The Agenda is CUTS in Social Security and Medicare, Not "Changes"

Wednesday, 02 January 2013 22:03

What the hell is wrong with the NYT, are they working for the Campaign to Fix the Debt? The plan for Social Security and Medicare is for cuts, as in reduce spending, as in pay out fewer dollars, not random "changes" that could lead to either more or less spending. How does the term "changes" appear in this paragraph:

"That opening bid [in further budget negotiations] should restart talks with Congress on an overarching agreement that would lock in deficit reduction through additional revenue, changes to entitlement programs and more spending cuts, to be worked out by the relevant committees in Congress."

Newspapers are supposed to be informing their readers, not trying to make their friends' agenda more palatable. There is no excuse for the word "changes" to appear in this article.

Comments (6)Add Comment
written by watermelonpunch, January 02, 2013 11:26
One could hope they ARE considering "changes"... ? Such as changes that could reduce fraud.
But I'm probably dreaming, because that would probably involve an up-front increase in spending. And nobody seems to appreciate the value of buying a security system or paying police to prevent the loss of a lot more than the cost of those things in the long run.

It's like our whole system has turned into an instant gratification short-term only thinking culture.
So yeah, change is probably just a euphemism.
written by Chris Engel, January 03, 2013 2:44
Dr. Baker I am very interested in hearing your opinion on the various options for circumventing the debt ceiling by using progressive monetary policy.

We know how big of a deal the debt ceiling is and how much power congress can wield if they are hard-headed enough to threaten default to extort the american people for concessions.

The executive has the power to mint metals and deposit them at the Fed to receive Federal Reserve Notes (perhaps fresh monetary base, but not necessarily?) and use them to meet obligations that congress refuses to borrow more to meet.
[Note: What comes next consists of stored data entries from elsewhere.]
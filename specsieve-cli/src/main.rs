use anyhow::{Context, Result};
use clap::{Parser, Subcommand};
use std::path::{Path, PathBuf};
use std::sync::Arc;
use tracing::{info, warn};

use specsieve::{exit_code, init_logging, EXIT_OK};
use specsieve_core::corrections::{validate_owner, CorrectionFilter, CorrectionKind, CorrectionPayload, CorrectionRecord, CorrectionStore, Scope};
use specsieve_core::error::{CorrectionError, ExtractionError};
use specsieve_core::generation::{
    client_for, limiter_for, CacheStore, CachedGenerator, LookupContext, SqliteCacheStore, UnavailableStore,
};
use specsieve_core::ocr::TesseractEngine;
use specsieve_core::processor::{ExtractionPipeline, Regenerator};
use specsieve_core::readers::{MarkupReader, PopplerRasterizer};
use specsieve_core::registry::{DeviceInfo, DeviceRegistry};
use specsieve_core::retrieval::embedder_from_config;
use specsieve_core::integrity::verify_artifact;
use specsieve_core::storage::{calculate_document_hash, ArtifactStorage, FileArtifactStore};
use specsieve_core::SpecsieveConfig;

#[derive(Parser)]
#[command(name = "specsieve")]
#[command(about = "Extract, cite and correct device specification PDFs")]
struct Args {
    /// Path to custom config file (YAML format)
    #[arg(short, long, global = true)]
    config: Option<String>,

    /// Log progress at info level
    #[arg(short, long, global = true)]
    verbose: bool,

    #[command(subcommand)]
    command: Command,
}

#[derive(Subcommand)]
enum Command {
    /// Extract a document into a write-once raw artifact
    Extract {
        /// Page-structured markup produced from the PDF
        #[arg(short, long)]
        markup: PathBuf,

        /// Source PDF, used for region rendering and the document id
        #[arg(short, long)]
        pdf: Option<PathBuf>,

        /// Assign the artifact to this registered device
        #[arg(short, long)]
        device: Option<String>,

        /// Enable detailed profiling of all pipeline steps
        #[arg(long)]
        profile: bool,
    },

    /// Add or update a device in the registry
    RegisterDevice {
        device: String,
        #[arg(long)]
        vendor: String,
        #[arg(long, default_value = "")]
        model: String,
        #[arg(long, default_value = "")]
        spec_version: String,
    },

    /// Append one correction record
    AddCorrection {
        /// device, vendor, standard or global
        #[arg(short, long)]
        scope: String,

        /// Owning device (device scope)
        #[arg(short, long)]
        device: Option<String>,

        /// Owning vendor (vendor scope)
        #[arg(long)]
        vendor: Option<String>,

        /// JSON payload tagged by kind, e.g.
        /// {"kind":"text_replacement","citation_id":"p1_txt1","original":"0BS","corrected":"OBS"}
        #[arg(short, long)]
        payload: String,

        #[arg(short, long, default_value = "")]
        reason: String,
    },

    /// Recompute derived outputs and the retrieval index for a device
    Regenerate { device: String },

    /// List correction records
    ListCorrections {
        #[arg(short, long)]
        device: Option<String>,
        #[arg(short, long)]
        kind: Option<String>,
        #[arg(short, long)]
        scope: Option<String>,
    },

    /// Generate through the verification-gated cache
    Generate {
        #[arg(short, long)]
        prompt: Option<String>,

        /// Read the prompt from a file instead
        #[arg(long, conflicts_with = "prompt")]
        prompt_file: Option<PathBuf>,

        /// Overrides the configured model
        #[arg(short, long)]
        model: Option<String>,

        /// Only return human-verified responses from the cache
        #[arg(long)]
        verified_only: bool,

        #[arg(long)]
        device: Option<String>,

        #[arg(long)]
        message_type: Option<String>,
    },

    /// Mark a cache entry as human-verified, optionally correcting it
    Verify {
        hash: String,
        #[arg(long)]
        corrected: Option<String>,
    },

    /// Unverified cache entries awaiting review
    Pending {
        #[arg(short, long, default_value_t = 20)]
        limit: usize,
    },

    /// Cache totals
    CacheStats,

    /// Check a raw artifact against its source and its own citation index
    VerifyArtifact {
        document_id: String,

        /// Source PDF, if it moved since extraction
        #[arg(short, long)]
        source: Option<PathBuf>,
    },

    /// Query a device's hybrid retrieval index
    Search {
        device: String,
        query: String,
        #[arg(short = 'k', long)]
        top_k: Option<usize>,
        /// Semantic weight, 0.0 (keyword only) to 1.0 (semantic only)
        #[arg(short, long)]
        alpha: Option<f32>,
    },
}

fn main() {
    let args = Args::parse();
    init_logging(args.verbose);

    let config = SpecsieveConfig::load_with_fallback(args.config.as_deref());
    match run(args.command, &config) {
        Ok(()) => std::process::exit(EXIT_OK),
        Err(e) => {
            eprintln!("error: {e:#}");
            std::process::exit(exit_code(&e));
        }
    }
}

fn run(command: Command, config: &SpecsieveConfig) -> Result<()> {
    match command {
        Command::Extract {
            markup,
            pdf,
            device,
            profile,
        } => extract(config, &markup, pdf.as_deref(), device.as_deref(), profile),
        Command::RegisterDevice {
            device,
            vendor,
            model,
            spec_version,
        } => {
            validate_owner(&device)?;
            validate_owner(&vendor)?;
            let path = config.paths.registry_path();
            let mut registry = DeviceRegistry::load(&path)?;
            let document_id = registry.get(&device).ok().and_then(|d| d.document_id.clone());
            registry.register(
                &device,
                DeviceInfo {
                    vendor,
                    model,
                    spec_version,
                    document_id,
                },
            );
            registry.save(&path)?;
            info!(device = %device, "Registered device");
            Ok(())
        }
        Command::AddCorrection {
            scope,
            device,
            vendor,
            payload,
            reason,
        } => add_correction(config, &scope, device, vendor, &payload, &reason),
        Command::Regenerate { device } => {
            let registry = DeviceRegistry::load(&config.paths.registry_path())?;
            let store = Arc::new(CorrectionStore::new(&config.paths.corrections_dir)?);
            let artifacts = FileArtifactStore::new(config.paths.artifacts_dir())?;
            let embedder = embedder_from_config(&config.retrieval, &config.generation);
            let regenerator = Regenerator::new(store, config);
            let (_, run) = regenerator.regenerate_device(&device, &registry, &artifacts, embedder.as_ref())?;
            print_json(&run)
        }
        Command::ListCorrections { device, kind, scope } => {
            let filter = CorrectionFilter {
                device,
                kind: kind.as_deref().map(str::parse::<CorrectionKind>).transpose()?,
                scope: scope.as_deref().map(str::parse::<Scope>).transpose()?,
            };
            let store = CorrectionStore::new(&config.paths.corrections_dir)?;
            let records = store.list(&filter)?;
            for record in &records {
                println!("{}", serde_json::to_string(record)?);
            }
            Ok(())
        }
        Command::Generate {
            prompt,
            prompt_file,
            model,
            verified_only,
            device,
            message_type,
        } => {
            let prompt = match (prompt, prompt_file) {
                (Some(p), _) => p,
                (None, Some(path)) => std::fs::read_to_string(&path)
                    .with_context(|| format!("Failed to read prompt from {}", path.display()))?,
                (None, None) => anyhow::bail!("either --prompt or --prompt-file is required"),
            };
            let model = model.unwrap_or_else(|| config.generation.model.clone());
            let context = LookupContext {
                device_id: device,
                message_type,
            };
            let outcome = cached_generator(config).lookup_with_context(&model, &prompt, verified_only, &context)?;
            print_json(&outcome)
        }
        Command::Verify { hash, corrected } => {
            let entry = cached_generator(config).verify(&hash, corrected.as_deref())?;
            print_json(&entry)
        }
        Command::Pending { limit } => {
            let entries = cached_generator(config).pending_review(limit)?;
            print_json(&entries)
        }
        Command::CacheStats => print_json(&cached_generator(config).stats()?),
        Command::VerifyArtifact { document_id, source } => verify_artifact_cmd(config, &document_id, source.as_deref()),
        Command::Search {
            device,
            query,
            top_k,
            alpha,
        } => {
            let store = Arc::new(CorrectionStore::new(&config.paths.corrections_dir)?);
            let regenerator = Regenerator::new(store, config);
            let index = regenerator.load_index(&device)?;
            let embedder = embedder_from_config(&config.retrieval, &config.generation);
            let results = index.search(
                &query,
                top_k.unwrap_or(config.retrieval.top_k),
                alpha.unwrap_or(config.retrieval.alpha),
                embedder.as_ref(),
            )?;
            print_json(&results)
        }
    }
}

fn extract(
    config: &SpecsieveConfig,
    markup: &Path,
    pdf: Option<&Path>,
    device: Option<&str>,
    profile: bool,
) -> Result<()> {
    // Fail on an unknown device before doing any work
    let registry_path = config.paths.registry_path();
    let mut registry = DeviceRegistry::load(&registry_path)?;
    if let Some(device) = device {
        registry.get(device)?;
    }

    let mut reader = MarkupReader::from_file(markup)?;
    let source = match pdf {
        Some(pdf) => {
            reader = reader.with_renderer(Box::new(PopplerRasterizer::new(pdf)));
            pdf
        }
        None => {
            warn!("No PDF given, visual regions cannot be rendered for OCR");
            markup
        }
    };
    let bytes = std::fs::read(source).with_context(|| format!("Failed to read {}", source.display()))?;
    let document_id = calculate_document_hash(&bytes);

    let pipeline = ExtractionPipeline::new_with_file_storage(Box::new(TesseractEngine::new()), config)?;
    let (artifact, path) = pipeline.extract_and_store(&reader, &document_id, &source.display().to_string(), profile)?;

    if let Some(device) = device {
        registry.assign_document(device, &document_id)?;
        registry.save(&registry_path)?;
    }

    print_json(&serde_json::json!({
        "document_id": artifact.document_id,
        "artifact": path,
        "pages": artifact.pages.len(),
        "failed_pages": artifact.failed_pages,
        "citations": artifact.citation_count(),
        "ocr_results": artifact.ocr_result_count(),
    }))
}

fn add_correction(
    config: &SpecsieveConfig,
    scope: &str,
    device: Option<String>,
    vendor: Option<String>,
    payload: &str,
    reason: &str,
) -> Result<()> {
    let scope: Scope = scope.parse()?;
    let payload: CorrectionPayload = serde_json::from_str(payload)
        .map_err(|e| CorrectionError::EmptyPayload(format!("invalid payload: {e}")))?;

    let owner = match scope {
        Scope::Device => {
            let device = device.ok_or_else(|| CorrectionError::MissingOwner {
                scope: scope.to_string(),
                what: "--device".to_string(),
            })?;
            DeviceRegistry::load(&config.paths.registry_path())?.get(&device)?;
            Some(device)
        }
        Scope::Vendor => {
            let vendor = vendor.ok_or_else(|| CorrectionError::MissingOwner {
                scope: scope.to_string(),
                what: "--vendor".to_string(),
            })?;
            DeviceRegistry::load(&config.paths.registry_path())?.require_vendor(&vendor)?;
            Some(vendor)
        }
        Scope::Standard | Scope::Global => None,
    };

    let record = CorrectionRecord::new(scope, owner, payload, reason);
    let store = CorrectionStore::new(&config.paths.corrections_dir)?;
    let path = store.append(&record)?;
    info!(path = %path.display(), "Correction recorded");
    println!("{}", serde_json::to_string(&record)?);
    Ok(())
}

/// Prints the report either way; a failed check exits non-zero
fn verify_artifact_cmd(config: &SpecsieveConfig, document_id: &str, source: Option<&Path>) -> Result<()> {
    let artifacts = FileArtifactStore::new(config.paths.artifacts_dir())?;
    let artifact = artifacts
        .get_artifact(document_id)?
        .with_context(|| format!("No artifact {document_id}"))?;
    let report = verify_artifact(&artifact, source);
    print_json(&report)?;
    if report.is_intact() {
        Ok(())
    } else {
        Err(ExtractionError::IntegrityFailed {
            document_id: document_id.to_string(),
            issues: report.issues.len(),
        }
        .into())
    }
}

/// Cache store failures are left to the generator, which decides per call
/// whether they are fatal
fn cached_generator(config: &SpecsieveConfig) -> CachedGenerator {
    let generation = &config.generation;
    let store: Arc<dyn CacheStore> = match SqliteCacheStore::open(&generation.cache_path) {
        Ok(store) => Arc::new(store),
        Err(e) => {
            warn!(path = %generation.cache_path.display(), error = %e, "Cache store unavailable");
            Arc::new(UnavailableStore::new(e.to_string()))
        }
    };
    CachedGenerator::new(
        store,
        client_for(generation),
        limiter_for(generation),
    )
    .with_uncached_fallback(generation.allow_uncached_fallback)
}

fn print_json<T: serde::Serialize>(value: &T) -> Result<()> {
    println!("{}", serde_json::to_string_pretty(value)?);
    Ok(())
}
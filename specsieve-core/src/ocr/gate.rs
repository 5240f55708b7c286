//! OCR gate
//!
//! For every picture or graphics region on a page:
//! 1. If the region overlaps any text span, it already carries selectable
//!    text and is skipped outright (no attempt, no record).
//! 2. Otherwise an `ocr` citation id is reserved, in discovery order, before
//!    any work is dispatched.
//! 3. Reserved regions are rendered and recognized in parallel; each render
//!    runs on the shared render pool, which bounds live bitmaps.
//! 4. A result is kept only when the mean token confidence clears the
//!    threshold. Engine and render failures count as "no result".
//!
//! Kept results are attached to the nearest caption-bearing text block.

use super::{aggregate_confidence, join_tokens, OcrEngine};
use crate::citation::{CitationAllocator, CitationKind};
use crate::concurrency::RenderPool;
use crate::error::OcrError;
use crate::geometry;
use crate::readers::StructureReader;
use crate::types::*;
use anyhow::{anyhow, Result};
use rayon::prelude::*;
use regex::Regex;
use tracing::{debug, warn};

#[derive(Debug, Clone)]
pub struct OcrGateSettings {
    pub dpi: u32,
    pub threshold: f32,
    pub language: String,
}

impl Default for OcrGateSettings {
    fn default() -> Self {
        Self {
            dpi: 300,
            threshold: 0.7,
            language: "eng".to_string(),
        }
    }
}

/// A visual region eligible for OCR
#[derive(Debug, Clone)]
pub struct OcrCandidate {
    pub region_citation_id: String,
    pub bbox: BoundingBox,
}

/// Decides whether a text block is a figure/table caption
pub struct CaptionMatcher {
    patterns: Vec<Regex>,
}

impl CaptionMatcher {
    pub fn new(patterns: &[String]) -> Result<Self> {
        let patterns = patterns
            .iter()
            .map(|p| Regex::new(p).map_err(|e| anyhow!("invalid caption pattern {:?}: {}", p, e)))
            .collect::<Result<Vec<_>>>()?;
        Ok(Self { patterns })
    }

    pub fn is_caption(&self, text: &str) -> bool {
        self.patterns.iter().any(|p| p.is_match(text))
    }

    /// Nearest caption-bearing text block by center distance.
    /// Ties go to the block discovered first.
    pub fn nearest_caption(&self, bbox: &BoundingBox, blocks: &[Block]) -> Option<String> {
        let mut best: Option<(f32, &Block)> = None;
        for block in blocks {
            let BlockPayload::Text { content, .. } = &block.payload else {
                continue;
            };
            if !self.is_caption(content) {
                continue;
            }
            let distance = geometry::center_distance(bbox, &block.bbox);
            match best {
                Some((d, _)) if d <= distance => {}
                _ => best = Some((distance, block)),
            }
        }
        best.map(|(_, block)| block.citation_id.clone())
    }
}

/// What happened to one dispatched region
#[derive(Debug)]
enum RegionOutcome {
    Recognized { text: String, confidence: f32 },
    BelowThreshold(f32),
    Nothing,
    Failed(OcrError),
}

#[derive(Debug, Default)]
pub struct GateOutcome {
    pub results: Vec<OcrResult>,
    pub stats: OcrGateStats,
}

pub struct OcrGate<'a> {
    reader: &'a dyn StructureReader,
    engine: &'a dyn OcrEngine,
    renders: &'a RenderPool,
    settings: &'a OcrGateSettings,
}

impl<'a> OcrGate<'a> {
    pub fn new(
        reader: &'a dyn StructureReader,
        engine: &'a dyn OcrEngine,
        renders: &'a RenderPool,
        settings: &'a OcrGateSettings,
    ) -> Self {
        Self {
            reader,
            engine,
            renders,
            settings,
        }
    }

    /// True when the region overlaps none of the page's text spans
    pub fn needs_ocr(region: &BoundingBox, span_boxes: &[BoundingBox]) -> bool {
        !span_boxes.iter().any(|span| geometry::overlaps(region, span))
    }

    pub fn run(
        &self,
        page: u32,
        candidates: &[OcrCandidate],
        span_boxes: &[BoundingBox],
        text_blocks: &[Block],
        captions: &CaptionMatcher,
        allocator: &mut CitationAllocator,
    ) -> GateOutcome {
        let mut stats = OcrGateStats {
            candidates: candidates.len(),
            ..Default::default()
        };

        // Ids are fixed here, before dispatch, so completion order never matters
        let mut reserved: Vec<(String, &OcrCandidate)> = Vec::new();
        for candidate in candidates {
            if !Self::needs_ocr(&candidate.bbox, span_boxes) {
                debug!(
                    page,
                    region = %candidate.region_citation_id,
                    "Region overlaps text spans, skipping OCR"
                );
                stats.skipped_text_overlap += 1;
                continue;
            }
            reserved.push((allocator.next_citation_id(CitationKind::Ocr), candidate));
        }

        let outcomes: Vec<RegionOutcome> = reserved
            .par_iter()
            .map(|(_, candidate)| self.recognize_region(page, candidate))
            .collect();

        let mut results = Vec::new();
        for ((citation_id, candidate), outcome) in reserved.iter().zip(outcomes) {
            match outcome {
                RegionOutcome::Recognized { text, confidence } => {
                    stats.stored += 1;
                    results.push(OcrResult {
                        bbox: candidate.bbox,
                        text,
                        confidence,
                        confidence_level: ConfidenceLevel::from_score(confidence),
                        engine: self.engine.name().to_string(),
                        citation_id: citation_id.clone(),
                        region_citation_id: candidate.region_citation_id.clone(),
                        associated_block_citation_id: captions
                            .nearest_caption(&candidate.bbox, text_blocks),
                        language: self.settings.language.clone(),
                    });
                }
                RegionOutcome::BelowThreshold(confidence) => {
                    debug!(
                        page,
                        region = %candidate.region_citation_id,
                        confidence,
                        "OCR below threshold, discarded"
                    );
                    stats.below_threshold += 1;
                }
                RegionOutcome::Nothing => {
                    stats.below_threshold += 1;
                }
                RegionOutcome::Failed(e) => {
                    warn!(
                        page,
                        region = %candidate.region_citation_id,
                        error = %e,
                        "OCR failed for region, treating as no result"
                    );
                    stats.engine_errors += 1;
                }
            }
        }

        GateOutcome { results, stats }
    }

    fn recognize_region(&self, page: u32, candidate: &OcrCandidate) -> RegionOutcome {
        let recognized = self.renders.run(|| {
            let bitmap = self
                .reader
                .render_region(page, &candidate.bbox, self.settings.dpi)?;
            self.engine.recognize(&bitmap, &self.settings.language)
        });
        let tokens = match recognized {
            Ok(tokens) => tokens,
            Err(e) => return RegionOutcome::Failed(e),
        };

        match aggregate_confidence(&tokens) {
            None => RegionOutcome::Nothing,
            Some(confidence) if confidence >= self.settings.threshold => {
                let text = join_tokens(&tokens);
                if text.is_empty() {
                    RegionOutcome::Nothing
                } else {
                    RegionOutcome::Recognized { text, confidence }
                }
            }
            Some(confidence) => RegionOutcome::BelowThreshold(confidence),
        }
    }
}

#[cfg(test)]
mod tests {
    use super::*;
    use crate::ocr::OcrToken;
    use std::sync::atomic::{AtomicUsize, Ordering};

    struct BlankReader;

    impl StructureReader for BlankReader {
        fn page_count(&self) -> u32 {
            1
        }
        fn read_page(&self, _page: u32) -> Result<RawPage> {
            Err(anyhow!("not used"))
        }
        fn render_region(&self, _page: u32, bbox: &BoundingBox, dpi: u32) -> Result<Bitmap, OcrError> {
            // Encode the region's x0 so the engine can pick a confidence
            Ok(Bitmap {
                png: vec![bbox.x0 as u8],
                dpi,
            })
        }
        fn name(&self) -> &str {
            "blank"
        }
    }

    /// Confidence keyed by region x0: 0 => 0.95, 1 => 0.4, 2 => error
    struct ScriptedEngine {
        calls: AtomicUsize,
    }

    impl OcrEngine for ScriptedEngine {
        fn recognize(&self, bitmap: &Bitmap, _language: &str) -> Result<Vec<OcrToken>, OcrError> {
            self.calls.fetch_add(1, Ordering::SeqCst);
            match bitmap.png[0] {
                0 => Ok(vec![OcrToken::new("Pin", 0.95), OcrToken::new("map", 0.95)]),
                1 => Ok(vec![OcrToken::new("noise", 0.4)]),
                _ => Err(OcrError::RecognitionFailed("boom".into())),
            }
        }
        fn name(&self) -> &str {
            "scripted"
        }
    }

    fn text_block(id: &str, bbox: BoundingBox, content: &str) -> Block {
        Block {
            bbox,
            citation_id: id.to_string(),
            payload: BlockPayload::Text {
                markdown_slice: content.to_string(),
                content: content.to_string(),
            },
        }
    }

    fn candidate(id: &str, x0: f32, y0: f32) -> OcrCandidate {
        OcrCandidate {
            region_citation_id: id.to_string(),
            bbox: BoundingBox::new(x0, y0, x0 + 0.5, y0 + 50.0),
        }
    }

    #[test]
    fn overlapping_regions_are_never_attempted() {
        let reader = BlankReader;
        let engine = ScriptedEngine {
            calls: AtomicUsize::new(0),
        };
        let renders = RenderPool::new(2).unwrap();
        let settings = OcrGateSettings::default();
        let gate = OcrGate::new(&reader, &engine, &renders, &settings);
        let captions = CaptionMatcher::new(&[]).unwrap();
        let mut alloc = CitationAllocator::new(1);

        let region = candidate("p1_img1", 0.0, 100.0);
        let spans = vec![region.bbox];
        let outcome = gate.run(1, &[region], &spans, &[], &captions, &mut alloc);

        assert!(outcome.results.is_empty());
        assert_eq!(outcome.stats.skipped_text_overlap, 1);
        assert_eq!(engine.calls.load(Ordering::SeqCst), 0);
        assert_eq!(alloc.issued(CitationKind::Ocr), 0);
    }

    #[test]
    fn threshold_errors_and_reservation_order() {
        let reader = BlankReader;
        let engine = ScriptedEngine {
            calls: AtomicUsize::new(0),
        };
        let renders = RenderPool::new(2).unwrap();
        let settings = OcrGateSettings::default();
        let gate = OcrGate::new(&reader, &engine, &renders, &settings);
        let captions = CaptionMatcher::new(&[r"(?i)\bfig(?:ure)?\.?\s*\d+".to_string()]).unwrap();
        let mut alloc = CitationAllocator::new(1);

        let blocks = vec![
            text_block("p1_txt1", BoundingBox::new(0.0, 0.0, 100.0, 10.0), "Intro text"),
            text_block("p1_txt2", BoundingBox::new(0.0, 160.0, 100.0, 170.0), "Figure 2 pins"),
            text_block("p1_txt3", BoundingBox::new(0.0, 400.0, 100.0, 410.0), "Fig. 3 later"),
        ];
        let candidates = vec![
            candidate("p1_gfx1", 1.0, 100.0), // below threshold
            candidate("p1_img1", 0.0, 100.0), // stored
            candidate("p1_gfx2", 2.0, 100.0), // engine error
        ];
        let outcome = gate.run(1, &candidates, &[], &blocks, &captions, &mut alloc);

        assert_eq!(outcome.results.len(), 1);
        let result = &outcome.results[0];
        // Second reservation, regardless of which region finished first
        assert_eq!(result.citation_id, "p1_ocr2");
        assert_eq!(result.region_citation_id, "p1_img1");
        assert_eq!(result.text, "Pin map");
        assert_eq!(result.associated_block_citation_id.as_deref(), Some("p1_txt2"));
        assert_eq!(outcome.stats.below_threshold, 1);
        assert_eq!(outcome.stats.engine_errors, 1);
        assert_eq!(alloc.issued(CitationKind::Ocr), 3);
    }

    #[test]
    fn caption_ties_go_to_first_block() {
        let captions = CaptionMatcher::new(&[r"(?i)table\s+\d+".to_string()]).unwrap();
        let region = BoundingBox::new(0.0, 50.0, 10.0, 60.0);
        let blocks = vec![
            text_block("p1_txt1", BoundingBox::new(0.0, 30.0, 10.0, 40.0), "Table 1"),
            text_block("p1_txt2", BoundingBox::new(0.0, 70.0, 10.0, 80.0), "Table 2"),
        ];
        assert_eq!(
            captions.nearest_caption(&region, &blocks).as_deref(),
            Some("p1_txt1")
        );
    }
}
My preliminary research indicates this won't be inflationary unless the market is really spooked by the idea or if it is abused and there's a flow of debt-free money beyond what would have been created from bond issuance to meet fiscal obligations.

Since metals like platinum and gold that we have in reserves are useless and impractical (save for some electronics applications), can't we mint coins with them, force the Fed to borrow them from us, and give us Fed Notes as collateral that we can use to service debt and meet spending obligations set forth by congress.

As a progressive economist, what is your take on using this very populist method to get around the debt ceiling? If not embracing the debt-free coin minting method, which path would you advocate --- invoking the 14th amendment (BO has taken this off the table)? Using some other kind of unprecedented executive power? Talking tough and playing chicken with congress (and the world economy)? Letting them just extort us?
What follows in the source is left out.